Una primera pregunta: ¿de qué Castilla nos hablan? ¿La vieja, la nueva, la novísima, aquella que nació en la Bardulia que, a los efectos, podríamos denominar la protocastilla? ¿A lo que hoy algunos “iniciados” denominan CastillaLeón, Castilla-León o Castilla y León?

Bandera de Castilla
El título de estas reflexiones responde a una frase redonda, impactante, sin posibilidad de respuesta (a primera vista), y justificada por la monótona insistencia de, al menos, los cinco últimos siglos; ¿quien se va a oponer a un aserto como este, cuando en el mismo parece sustanciarse la unidad de un país al que se califica, además, como “el más antiguo de Europa”?
Como muchas de esas afirmaciones tan rotundas, sin embargo, la frase en cuestión tiene, no solo muchas aristas, sino enormes contradicciones en sí misma. Y eso que consta únicamente de tres vocablos…
Suele ser bastante normal, en nuestros tiempos, acuñar un slogan (lo vemos de manera muy palpable y reiterada en la publicidad) fácil de recordar, contundente, sonoro, dogmático y que absorbemos sin el menor ejercicio de introspección ni de contraste con la realidad que pregona. Dicho de otro modo; una frase hueca, fatua y hasta, en el mayor de los casos, presuntuosa.

Sin León, no hubiera España. Fotografía: Martínezld
¿Y qué decir, entonces, de la que hoy nos ocupa y que a veces nos arrojan a la cara a los leoneses? Y no solo por aquello de que nuestro “Himno a León y marcha de la ciudad” (que se ha popularizado como signo reivindicativo, faltos de otro al que agarrarse) comienza también, de forma categórica, con aquello de “Sin León no hubiera España” …

Fotografía: Madrid es Castilla
Mas ese paralelismo entre una región y un país, no solo se produce en conversaciones baladíes, sino en aquellas otras en las que un público ansioso de saber acepta la sentencia somo si se tratara de una verdad de fe. Véase una conferencia o un congreso “científico”, por ejemplo.
Llegados a los extremos que nos ocupan, cabría una primera pregunta: ¿de qué Castilla nos hablan? ¿La vieja, la nueva, la novísima, aquella que nació en la Bardulia que, a los efectos, podríamos denominar la protocastilla? ¿A lo que hoy algunos “iniciados” denominan CastillaLeón, Castilla-León o Castilla y León?
Pero si ni siquiera se ponen de acuerdo en el nombre ni el origen del mismo… Veamos. Para algunos, entre los que se cuentan los que pontifican sin apenas haber traspasado los límites de la Enciclopedia de Álvarez segundo grado o se ilustran bebiendo en los panfletos que divulga la junta castellana (mala fuente esta…) “se llama Castilla por ser tierra de castillos”. Excelente explicación, si no existieran sesudos estudios sobre toponimia, y cuando, además, en los límites del Reino de León ha habido siempre un elevado número de fortalezas defensivas porque durante más de dos siglos ello significó la manera de oponerse al enemigo del Sur y poder repoblar nuevas tierras en ese lento avance contra ellos.

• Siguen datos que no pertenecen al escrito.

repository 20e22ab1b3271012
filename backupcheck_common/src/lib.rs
pub mod config;
pub mod error;
pub mod types;

pub use config::*;
pub use error::*;
pub use types::*;
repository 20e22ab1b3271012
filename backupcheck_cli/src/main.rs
mod progress;

use anyhow::Context;
use backupcheck_common::{load_config, load_config_from, AppConfig, VerifyError};
use backupcheck_core::{render_json, render_text, verify, VerifyOptions};
use clap::Parser;
use progress::FolderProgress;
use std::fs::{self, File};
use std::io::{IsTerminal, Write};
use std::path::{Path, PathBuf};
use std::sync::{Arc, Mutex};
use tracing::{error, info};
use tracing_subscriber::prelude::*;
use tracing_subscriber::{fmt, EnvFilter};

/// Every source file was found with the right size
const EXIT_VERIFIED: i32 = 0;
/// Verification ran and found missing, mismatched or unmatched items
const EXIT_INCOMPLETE_BACKUP: i32 = 1;
/// Verification could not start (bad root, bad config, unusable log file)
const EXIT_MISCONFIGURED: i32 = 2;

#[derive(Parser, Debug)]
#[command(name = "backupcheck")]
#[command(author = "backupcheck Contributors")]
#[command(version = "0.1.0")]
#[command(about = "Verify a photo/video backup by matching dated folders and comparing file sizes", long_about = None)]
struct Cli {
    /// Source directory containing folders to verify
    #[arg(long)]
    source: PathBuf,

    /// Destination directory containing backup folders
    #[arg(long)]
    destination: PathBuf,

    /// Ignore files that the delete tool would clean up (._* files of 4 KB or less)
    #[arg(long)]
    ignore_deleted: bool,

    /// Path to log file
    #[arg(long)]
    log: Option<PathBuf>,

    /// Path to report file
    #[arg(long)]
    report: Option<PathBuf>,

    /// Enable verbose logging
    #[arg(long)]
    verbose: bool,

    /// Print the report as JSON
    #[arg(long)]
    json: bool,

    /// Ignore patterns, gitignore syntax (can be specified multiple times)
    #[arg(short, long)]
    ignore: Vec<String>,

    /// Match relative file paths without regard to letter case
    #[arg(long)]
    case_insensitive: bool,

    /// Number of folders verified in parallel
    #[arg(long)]
    threads: Option<usize>,

    /// Configuration file to use instead of the default location
    #[arg(long)]
    config: Option<PathBuf>,

    /// Disable the progress bar
    #[arg(long)]
    no_progress: bool,
}

fn main() {
    let cli = Cli::parse();

    if let Err(e) = init_tracing(cli.verbose, cli.log.as_deref()) {
        eprintln!("Failed to set up logging: {:#}", e);
        std::process::exit(EXIT_MISCONFIGURED);
    }

    let code = match run(&cli) {
        Ok(true) => EXIT_VERIFIED,
        Ok(false) => EXIT_INCOMPLETE_BACKUP,
        Err(e) => {
            error!("Verification failed: {:#}", e);
            exit_code_for(&e)
        }
    };
    std::process::exit(code);
}

/// Log to stderr (stdout carries the report) and optionally to a file.
fn init_tracing(verbose: bool, log_file: Option<&Path>) -> anyhow::Result<()> {
    let filter = if verbose {
        EnvFilter::new("debug")
    } else {
        EnvFilter::try_from_default_env().unwrap_or_else(|_| EnvFilter::new("info"))
    };

    let file_layer = match log_file {
        Some(path) => {
            let file = File::create(path)
                .with_context(|| format!("cannot create log file {}", path.display()))?;
            Some(fmt::layer().with_writer(Mutex::new(file)).with_ansi(false))
        }
        None => None,
    };

    tracing_subscriber::registry()
        .with(filter)
        .with(
            fmt::layer()
                .with_writer(std::io::stderr)
                .with_ansi(std::io::stderr().is_terminal()),
        )
        .with(file_layer)
        .init();
    Ok(())
}

fn run(cli: &Cli) -> anyhow::Result<bool> {
    let config = resolve_config(cli)?;
    info!("Ignore deleted files: {}", config.ignore_deleted);

    let mut options = VerifyOptions::from_config(&config)?;
    if !cli.no_progress && !cli.verbose && std::io::stderr().is_terminal() {
        options = options.with_progress(Arc::new(FolderProgress::new()));
    }

    let report = verify(&cli.source, &cli.destination, &options)?;

    let rendered = if cli.json {
        render_json(&report)?
    } else {
        render_text(&report)
    };

    println!();
    print!("{}", rendered);
    if !rendered.ends_with('\n') {
        println!();
    }
    // process::exit skips stdout's buffer
    std::io::stdout().flush()?;

    if let Some(path) = &cli.report {
        match fs::write(path, &rendered) {
            Ok(()) => info!("Report written to {}", path.display()),
            Err(e) => error!("Failed to write report file {}: {}", path.display(), e),
        }
    }

    Ok(report.overall_success)
}

/// Merge the config file with command-line overrides
fn resolve_config(cli: &Cli) -> anyhow::Result<AppConfig> {
    let loaded = match &cli.config {
        Some(path) => load_config_from(path)?,
        None => load_config()?,
    };
    if loaded.exists {
        info!(
            "Using {}config file: {}",
            if loaded.portable { "portable " } else { "" },
            loaded.path.display()
        );
    }

    let mut config = loaded.config;
    config.ignore_patterns.extend(cli.ignore.iter().cloned());
    if cli.ignore_deleted {
        config.ignore_deleted = true;
    }
    if cli.case_insensitive {
        config.case_insensitive_paths = true;
    }
    if let Some(threads) = cli.threads {
        config.threads = Some(threads);
    }
    Ok(config)
}

fn exit_code_for(err: &anyhow::Error) -> i32 {
    match err.downcast_ref::<VerifyError>() {
        Some(e) if e.is_misconfiguration() => EXIT_MISCONFIGURED,
        _ => EXIT_INCOMPLETE_BACKUP,
    }
}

Burgos caput Castellae. Burgos cabeza de Castilla. Fotografía: Martínezld
Algunos esgrimen un origen árabe: al-Qilá (los castillos, o tierra de castillos). Difícil justificar una evolución desde ese término hasta terminar en Castilla, así, con cambio de acentuación, con pérdida de artículo, etc. No parece muy plausible.
Podríamos argumentar, sin embargo, que esa denominación árabe (o probablemente a la inversa), llegó por apropiación del término (los castillos) y a la búsqueda de un vocablo en el acervo latino; ahí se encontraría “castellum”, neutro de la segunda declinación y que daría, por lo mismo, “castella” tanto en nominativo como en acusativo o ablativo del plural. Falla, no obstante, en lo que hace a la propia acepción del término, puesto que, como hemos señalado más arriba, los castillos no eran una singularización de ese territorio, ni mucho menos en los albores de la formación del mismo, allá por el siglo IX.
Existe, sin embargo, otra interpretación que se ha ido abriendo paso últimamente y que no es muy conocida, quizá por no ser del agrado de los “biempensantes” o por contravenir doctrinas asentadas en mitos, tan del agrado de los que siguen prefiriendo los cantares de gesta a la historia y a los documentos que están ahí para quien quiera estudiarlos (como ejemplo palmario el de Fernán González que parece haber sigo elegido por Dios para ayudarle a crear el mundo, cuando ni él mismo se declaró otra cosa que vasallo de “mi señor el rey de León”). O las muchas leyendas sobre las que han cimentado la “gloriosa historia” castellana, que los documentos y estudios serios han desmentido convirtiéndolas en falsedades. Una somera enumeración: el origen de Castilla, la legitimidad de su nacimiento como reino, la Jura de Santa Gadea, las Navas de Tolosa, la Concordia de Benavente… o la tan repetida “corona de Castilla”, término cada vez más rechazado por los historiadores serios y que acuden a las fuentes, algo que deberían hacer cuantos se dedican a interpretar el pasado.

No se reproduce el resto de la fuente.